Suceder um filme genial como O BANDIDO DA LUZ VERMELHA não é uma tarefa das mais simples. O BANDIDO é um filme que marcou profundamente a filmografia sganzerliana, e que fez com que todos os seus filmes posteriores ficassem meio que esquecido na cinematografia nacional. A MULHER DE TODOS pode ser definido como uma esfinge, um filme que cresce a cada revisão. É quase que uma versão feminina de O BANDIDO DA LUZ VERMELHA, girando em torno da insubmissa Ângela Carne e Osso, prostituta nas horas vagas, e ninfomaníaca em tempo integral, que vive cercada de marginais. Uma devoradora de homens, que os odeia, mas os come com prazer, e sobre os quais exerce um intenso fascínio. O melhor que se pode escrever sobre o cinema marginal brasileiro é que, ao contrário do Cinema Novo, que pregava um certo distanciamento intelectual no espectador, os filmes do udigrudi geram uma proximidade lúdica em quem o assisti. Mas acima de tudo pode-se dizer que esse filme é Helena Ignêz. A genial câmera de Sganzerla catapultou sua estrela como a maior musa já vista em um filme nacional. A despeito de tudo, para quem não sabe, esse filme está a léguas de poder ser classificado como filme erótico ou pornográfico, como a sinopse poderia enganar.
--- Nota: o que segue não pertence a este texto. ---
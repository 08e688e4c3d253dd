//! Commit pipeline
//!
//! SaveChanges runs, in order: change detection, one non-forced cascade
//! pass, the owned-entity check, store value generation, the unknown-key
//! check, batch application and finally acceptance of the tracked state.
//! Every check runs before the batch is applied, so a failed precondition
//! writes nothing.

use changetrack_core::{EntityState, Result, Value, ValueKind};
use changetrack_storage::{InMemoryStore, WriteBatch};
use changetrack_tracking::{ChangeTracker, DiagnosticEvent, PendingChange};
use tracing::{debug, info, warn};

fn store_value(kind: ValueKind, n: i64) -> Value {
    match kind {
        ValueKind::String => Value::String(n.to_string()),
        ValueKind::Float => Value::Float(n as f64),
        _ => Value::Int(n),
    }
}

/// Build the write batch for the pending changes
pub(crate) fn build_batch(changes: &[PendingChange]) -> WriteBatch {
    let mut batch = WriteBatch::new();
    for change in changes {
        let table = change.entity_type.name();
        match change.state {
            EntityState::Added => {
                batch.insert(table, change.key.clone(), change.values.clone());
            }
            EntityState::Modified => {
                let columns = change
                    .modified
                    .iter()
                    .map(|&p| (p, change.values[p].clone()))
                    .collect();
                batch.update(table, change.key.clone(), columns);
            }
            EntityState::Deleted => {
                batch.delete(table, change.key.clone());
            }
            EntityState::Unchanged | EntityState::Detached => {}
        }
    }
    batch
}

/// Replace every temporary store-generated value with the next store value
fn assign_store_values(tracker: &mut ChangeTracker, store: &InMemoryStore) -> Result<()> {
    for (entity, property) in tracker.store_generated_properties() {
        let ty = entity.entity_type().clone();
        let n = store.next_value(ty.name(), property);
        let value = store_value(ty.property(property).kind(), n);
        debug!(
            target: "changetrack::engine",
            entity_type = %ty.name(),
            property = %ty.property(property).name(),
            "Assigned store-generated value"
        );
        tracker.set_store_generated_value(&entity, property, value)?;
    }
    Ok(())
}

/// Run the pipeline against `store`; returns the number of entities written
pub(crate) fn save_changes(
    tracker: &mut ChangeTracker,
    store: &InMemoryStore,
    accept_all_changes_on_success: bool,
) -> Result<usize> {
    if tracker.options().auto_detect_changes {
        tracker.detect_changes()?;
    }
    tracker.diagnostics().log(&DiagnosticEvent::SaveChangesStarting);

    tracker.run_cascade_pass(false)?;
    tracker.check_owned()?;
    assign_store_values(tracker, store)?;
    tracker.check_unknown_keys()?;

    let changes = tracker.pending_changes();
    if changes.is_empty() {
        debug!(target: "changetrack::engine", "Nothing to save");
        tracker
            .diagnostics()
            .log(&DiagnosticEvent::SaveChangesCompleted { entities_saved: 0 });
        return Ok(0);
    }

    let batch = build_batch(&changes);
    let version = match store.apply(&batch) {
        Ok(v) => v,
        Err(e) => {
            warn!(target: "changetrack::engine", error = %e, "SaveChanges failed");
            return Err(e);
        }
    };

    if accept_all_changes_on_success {
        tracker.accept_all_changes()?;
    }
    let saved = changes.len();
    info!(
        target: "changetrack::engine",
        entities = saved,
        version,
        "SaveChanges completed"
    );
    tracker
        .diagnostics()
        .log(&DiagnosticEvent::SaveChangesCompleted {
            entities_saved: saved,
        });
    Ok(saved)
}
//! Change Detection Tests
//!
//! A detection pass must be idempotent: once it has seen a mutation, a
//! second pass without further mutation changes no state and reports
//! nothing.

use crate::common::*;
use std::sync::Arc;

fn detected(recorder: &RecordingDiagnostics) -> usize {
    recorder.count(|e| {
        matches!(
            e,
            DiagnosticEvent::PropertyChangeDetected { .. }
                | DiagnosticEvent::ForeignKeyChangeDetected { .. }
                | DiagnosticEvent::CollectionChangeDetected { .. }
                | DiagnosticEvent::ReferenceChangeDetected { .. }
        )
    })
}

fn states(tracker: &ChangeTracker, entities: &[&Entity]) -> Vec<EntityState> {
    entities.iter().map(|e| tracker.state_of(e)).collect()
}

// ============================================================================
// Idempotence
// ============================================================================

#[test]
fn second_pass_after_property_change_detects_nothing() {
    let (mut tracker, recorder) = recording_tracker(blog_model(false));
    let (blog, post) = attached_blog_with_post(&mut tracker);
    blog.set("Title", "renamed").unwrap();

    tracker.detect_changes().unwrap();
    let after_first = states(&tracker, &[&blog, &post]);
    let events_first = detected(&recorder);
    assert_eq!(after_first, vec![EntityState::Modified, EntityState::Unchanged]);

    tracker.detect_changes().unwrap();
    assert_eq!(states(&tracker, &[&blog, &post]), after_first);
    assert_eq!(detected(&recorder), events_first);
}

#[test]
fn second_pass_after_navigation_change_detects_nothing() {
    let (mut tracker, recorder) = recording_tracker(blog_model(false));
    let (blog, post) = attached_blog_with_post(&mut tracker);
    let other = crate::common::blog(tracker.model(), 2);
    tracker.track_graph(&other, GraphMode::Attach).unwrap();

    post.set_reference("Blog", Some(&other)).unwrap();
    tracker.detect_changes().unwrap();
    assert_eq!(post.get("BlogId").unwrap(), Value::Int(2));
    assert!(blog.collection("Posts").unwrap().is_empty());
    assert_eq!(other.collection("Posts").unwrap().len(), 1);
    let events_first = detected(&recorder);
    let after_first = states(&tracker, &[&blog, &post, &other]);

    tracker.detect_changes().unwrap();
    assert_eq!(states(&tracker, &[&blog, &post, &other]), after_first);
    assert_eq!(detected(&recorder), events_first);
}

#[test]
fn second_pass_after_collection_add_detects_nothing() {
    let (mut tracker, recorder) = recording_tracker(blog_model(false));
    let (blog, _) = attached_blog_with_post(&mut tracker);
    let added = crate::common::post(tracker.model(), 11, 0);
    blog.add_to("Posts", &added).unwrap();

    tracker.detect_changes().unwrap();
    assert_eq!(tracker.state_of(&added), EntityState::Added);
    assert_eq!(added.get("BlogId").unwrap(), Value::Int(1));
    let events_first = detected(&recorder);

    tracker.detect_changes().unwrap();
    assert_eq!(tracker.state_of(&added), EntityState::Added);
    assert_eq!(detected(&recorder), events_first);
}

#[test]
fn pass_without_mutation_reports_only_start_and_end() {
    let (mut tracker, recorder) = recording_tracker(blog_model(false));
    attached_blog_with_post(&mut tracker);
    recorder.take();

    tracker.detect_changes().unwrap();
    assert_eq!(
        recorder.take(),
        vec![
            DiagnosticEvent::DetectChangesStarting,
            DiagnosticEvent::DetectChangesCompleted
        ]
    );
}

#[test]
fn nan_reading_is_not_a_change() {
    let mut b = ModelBuilder::new();
    b.entity("Reading", |e| {
        e.property("Id", ValueKind::Int);
        e.property("Temp", ValueKind::Float);
        e.property("Samples", ValueKind::Array);
        e.key(&["Id"]);
    });
    let (mut tracker, recorder) = recording_tracker(Arc::new(b.build().unwrap()));
    let reading = tracker.model().create("Reading").unwrap();
    reading.set("Id", 1).unwrap();
    reading.set("Temp", f64::NAN).unwrap();
    reading
        .set("Samples", vec![Value::Float(f64::NAN), Value::Float(2.5)])
        .unwrap();
    tracker.track_graph(&reading, GraphMode::Attach).unwrap();

    tracker.detect_changes().unwrap();
    assert_eq!(tracker.state_of(&reading), EntityState::Unchanged);
    assert_eq!(detected(&recorder), 0);

    reading.set("Temp", 20.5).unwrap();
    tracker.detect_changes().unwrap();
    assert_eq!(tracker.state_of(&reading), EntityState::Modified);
}

// ============================================================================
// Values
// ============================================================================

#[test]
fn detected_values_are_hidden_without_sensitive_logging() {
    let (mut tracker, recorder) = recording_tracker(blog_model(false));
    let (blog, _) = attached_blog_with_post(&mut tracker);
    blog.set("Title", "renamed").unwrap();
    tracker.detect_changes().unwrap();

    let change = recorder
        .events()
        .into_iter()
        .find(|e| matches!(e, DiagnosticEvent::PropertyChangeDetected { .. }))
        .unwrap();
    assert_eq!(
        change,
        DiagnosticEvent::PropertyChangeDetected {
            entity_type: "Blog".to_string(),
            property: "Title".to_string(),
            old_value: None,
            new_value: None,
        }
    );
}

#[test]
fn detected_values_are_shown_with_sensitive_logging() {
    let (mut tracker, recorder) = recording_tracker(blog_model(false));
    tracker.options_mut().sensitive_data_logging = true;
    let (blog, _) = attached_blog_with_post(&mut tracker);
    blog.set("Title", "renamed").unwrap();
    tracker.detect_changes().unwrap();

    assert_eq!(
        recorder.count(|e| matches!(
            e,
            DiagnosticEvent::PropertyChangeDetected {
                new_value: Some(Value::String(s)),
                ..
            } if s == "renamed"
        )),
        1
    );
}

#[test]
fn has_changes_detects_first() {
    let mut tracker = ChangeTracker::new(blog_model(false));
    let (blog, _) = attached_blog_with_post(&mut tracker);
    assert!(!tracker.has_changes().unwrap());
    blog.set("Title", "renamed").unwrap();
    assert!(tracker.has_changes().unwrap());
}
impl<'a> EntryView<'a> {
    fn entry(&self) -> &'a InternalEntry {
        &self.tracker.arena[self.id]
    }

    /// The instance
    pub fn entity(&self) -> &'a Entity {
        &self.entry().entity
    }

    /// Entity type
    pub fn metadata(&self) -> &'a Arc<EntityType> {
        &self.entry().entity_type
    }

    /// Current state
    pub fn state(&self) -> EntityState {
        self.entry().state
    }

    /// Current value of a property by name
    pub fn current_value(&self, name: &str) -> Result<Value> {
        let index = resolve_property(self.metadata(), name)?.index();
        Ok(self.entry().value(index))
    }

    /// Original value of a property by name
    pub fn original_value(&self, name: &str) -> Result<Value> {
        let index = resolve_property(self.metadata(), name)?.index();
        let entry = self.entry();
        entry
            .original(index)
            .ok_or_else(|| original_not_tracked(entry, index))
    }

    /// True if the named property is flagged modified
    pub fn is_modified(&self, name: &str) -> Result<bool> {
        let index = resolve_property(self.metadata(), name)?.index();
        Ok(self.entry().is_property_modified(index))
    }
}

impl std::fmt::Debug for EntryView<'_> {
    fn fmt(&self, f: &mut std::fmt::Formatter<'_>) -> std::fmt::Result {
        f.debug_struct("EntryView")
            .field("entity_type", &self.metadata().name())
            .field("state", &self.state())
            .finish()
    }
}
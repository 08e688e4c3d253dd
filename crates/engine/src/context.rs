//! Unit of work
//!
//! A context pairs one change tracker with the shared database. Entities
//! enter through Add / Attach / Update, queries and Find; SaveChanges
//! writes the tracked changes to the store.

use crate::config::{ContextConfig, QueryTrackingBehavior};
use crate::database::Database;
use crate::save;
use changetrack_core::{Entity, EntityState, EntityType, EntityTypeId, Error, KeyValue, Result, Value};
use changetrack_tracking::{ChangeTracker, DiagnosticEvent, EntityEntry, GraphMode};
use rustc_hash::FxHashMap;
use std::sync::Arc;
use tracing::debug;

/// One unit of work over a [`Database`]
pub struct Context {
    database: Arc<Database>,
    tracker: ChangeTracker,
    config: ContextConfig,
}

impl Context {
    /// Context with the database's config
    pub fn new(database: Arc<Database>) -> Self {
        let config = database.config().clone();
        let mut tracker = ChangeTracker::with_options(
            Arc::clone(database.model()),
            config.tracking,
            Arc::clone(database.generators()),
        );
        tracker.set_diagnostics(Arc::clone(database.diagnostics()));
        debug!(target: "changetrack::engine", "Context created");
        Self {
            database,
            tracker,
            config,
        }
    }

    /// The database this context writes to
    pub fn database(&self) -> &Arc<Database> {
        &self.database
    }

    /// Current config
    pub fn config(&self) -> &ContextConfig {
        &self.config
    }

    /// Change the tracking behavior of later queries
    pub fn set_query_tracking(&mut self, behavior: QueryTrackingBehavior) {
        self.config.query_tracking = behavior;
    }

    /// The context's registry
    pub fn change_tracker(&mut self) -> &mut ChangeTracker {
        &mut self.tracker
    }

    /// Read-only access to the registry
    pub fn tracker(&self) -> &ChangeTracker {
        &self.tracker
    }

    /// Restore config and registry to the database defaults
    pub(crate) fn reset(&mut self) {
        self.config = self.database.config().clone();
        self.tracker.reset(self.config.tracking);
        self.tracker
            .set_diagnostics(Arc::clone(self.database.diagnostics()));
    }

    pub(crate) fn log_disposed(&self) {
        self.tracker
            .diagnostics()
            .log(&DiagnosticEvent::ContextDisposed);
    }

    fn ensure_keyed(entity_type: &EntityType) -> Result<()> {
        if entity_type.is_keyless() {
            return Err(Error::InvalidSetKeylessOperation {
                entity_type: entity_type.name().to_string(),
            });
        }
        Ok(())
    }

    // ========================================================================
    // Graph operations
    // ========================================================================

    /// Track `entity` and everything reachable from it as Added
    pub fn add(&mut self, entity: &Entity) -> Result<()> {
        Self::ensure_keyed(entity.entity_type())?;
        self.tracker.track_graph(entity, GraphMode::Add)
    }

    /// Like [`add`](Self::add), using registered async value generators
    pub async fn add_async(&mut self, entity: &Entity) -> Result<()> {
        Self::ensure_keyed(entity.entity_type())?;
        self.tracker
            .track_graph_async(entity, GraphMode::Add)
            .await
    }

    /// Track the graph as Unchanged (Added where keys are not set)
    pub fn attach(&mut self, entity: &Entity) -> Result<()> {
        Self::ensure_keyed(entity.entity_type())?;
        self.tracker.track_graph(entity, GraphMode::Attach)
    }

    /// Track the graph as Modified (Added where keys are not set)
    pub fn update(&mut self, entity: &Entity) -> Result<()> {
        Self::ensure_keyed(entity.entity_type())?;
        self.tracker.track_graph(entity, GraphMode::Update)
    }

    /// Mark `entity` for deletion
    ///
    /// An Added entity is detached instead; an untracked one is attached
    /// first.
    pub fn remove(&mut self, entity: &Entity) -> Result<()> {
        Self::ensure_keyed(entity.entity_type())?;
        let target = match self.tracker.state_of(entity) {
            EntityState::Added => EntityState::Detached,
            EntityState::Detached => {
                self.tracker.track_graph(entity, GraphMode::Attach)?;
                EntityState::Deleted
            }
            _ => EntityState::Deleted,
        };
        self.tracker.entry(entity)?.set_state(target)
    }

    /// Entry handle for `entity`
    pub fn entry(&mut self, entity: &Entity) -> Result<EntityEntry<'_>> {
        self.tracker.entry(entity)
    }

    // ========================================================================
    // Reads
    // ========================================================================

    fn types_assignable_to(&self, ty: EntityTypeId) -> Vec<Arc<EntityType>> {
        let model = self.database.model();
        model
            .entity_types()
            .iter()
            .filter(|et| model.is_assignable(ty, et.id()))
            .cloned()
            .collect()
    }

    /// Entity of `type_name` with primary key `key`
    ///
    /// The tracked instance is returned if there is one; otherwise the row
    /// is loaded from the store and tracked as Unchanged.
    pub fn find(&mut self, type_name: &str, key: &KeyValue) -> Result<Option<Entity>> {
        let ty = self.database.model().find_entity_type(type_name)?.clone();
        Self::ensure_keyed(&ty)?;
        if let Some(tracked) = self.tracker.find_tracked(type_name, key)? {
            return Ok(Some(tracked));
        }
        for et in self.types_assignable_to(ty.id()) {
            if let Some(values) = self.database.store().get(et.name(), key) {
                return self.tracker.track_from_query(&et, &values).map(Some);
            }
        }
        Ok(None)
    }

    /// Every stored entity of `type_name` and its derived types
    ///
    /// Tracking follows the configured [`QueryTrackingBehavior`].
    pub fn query(&mut self, type_name: &str) -> Result<Vec<Entity>> {
        let ty = self.database.model().find_entity_type(type_name)?.clone();
        let behavior = self.config.query_tracking;
        let mut resolved: FxHashMap<(EntityTypeId, KeyValue), Entity> = FxHashMap::default();
        let mut out = Vec::new();

        for et in self.types_assignable_to(ty.id()) {
            for (key, values) in self.database.store().scan(et.name()) {
                let entity = match behavior {
                    QueryTrackingBehavior::TrackAll => {
                        self.tracker.track_from_query(&et, &values)?
                    }
                    QueryTrackingBehavior::NoTracking => materialize(&et, &values),
                    QueryTrackingBehavior::NoTrackingWithIdentityResolution => resolved
                        .entry((et.root_type(), key))
                        .or_insert_with(|| materialize(&et, &values))
                        .clone(),
                };
                out.push(entity);
            }
        }
        debug!(
            target: "changetrack::engine",
            entity_type = %type_name,
            rows = out.len(),
            behavior = ?behavior,
            "Query materialized"
        );
        Ok(out)
    }

    // ========================================================================
    // Commit
    // ========================================================================

    /// Write the tracked changes and accept them
    pub fn save_changes(&mut self) -> Result<usize> {
        save::save_changes(&mut self.tracker, self.database.store(), true)
    }

    /// Write the tracked changes; states are only accepted when asked
    pub fn save_changes_with(&mut self, accept_all_changes_on_success: bool) -> Result<usize> {
        save::save_changes(
            &mut self.tracker,
            self.database.store(),
            accept_all_changes_on_success,
        )
    }

    /// Async form of [`save_changes`](Self::save_changes)
    pub async fn save_changes_async(&mut self) -> Result<usize> {
        self.save_changes()
    }
}

impl Drop for Context {
    fn drop(&mut self) {
        self.log_disposed();
    }
}

impl std::fmt::Debug for Context {
    fn fmt(&self, f: &mut std::fmt::Formatter<'_>) -> std::fmt::Result {
        f.debug_struct("Context")
            .field("tracked", &self.tracker.len())
            .field("config", &self.config)
            .finish()
    }
}

/// Untracked instance holding a row's values; shadow columns are dropped
fn materialize(entity_type: &Arc<EntityType>, values: &[Value]) -> Entity {
    let entity = Entity::new(entity_type.clone());
    for p in entity_type.properties() {
        if !p.is_shadow() {
            entity.store_value_at(p.index(), values[p.index()].clone());
        }
    }
    entity
}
Seria muito injusto reduzi-lo a essa definição, pois o filme está bem mais para a condição de caricatura, que caminha entre o deboche e a sátira na odisséia sexual de uma mulher com trinta anos à frente do seu tempo. Amar A MULHER DE TODOS não é difícil. Mas longe de ser fácil é apreciar SEM ESSA ARANHA, uma radical experiência de linguagem, uma das obras mais experimentais de Sganzerla. É um filme que nos pega de surpresa, que desconcerta até mesmo quem já conhece as obras mais relevantes do cineasta. Nesse o diretor aboliu a intriga, não conta uma história, não há um possível enredo que possa ser descrito no papel em branco, mas quem superar uma provável estranheza inicial vai se envolver com uma das mais surpreendentes obras do cinema brasileiro, um painel dos que vivem à margem de tudo. O filme é um escarro, protagonizado pelo Zé - Bonitinho (sim, ele mesmo, o da TV) e por Helena Ignêz, e mais um povo todo da favela, e com tiradas sarcásticas e geniais como “Enquanto você acredita em Deus e passa fome, eu falo diretamente com os demônios!” e outras tantas mais.
Duas obras-primas.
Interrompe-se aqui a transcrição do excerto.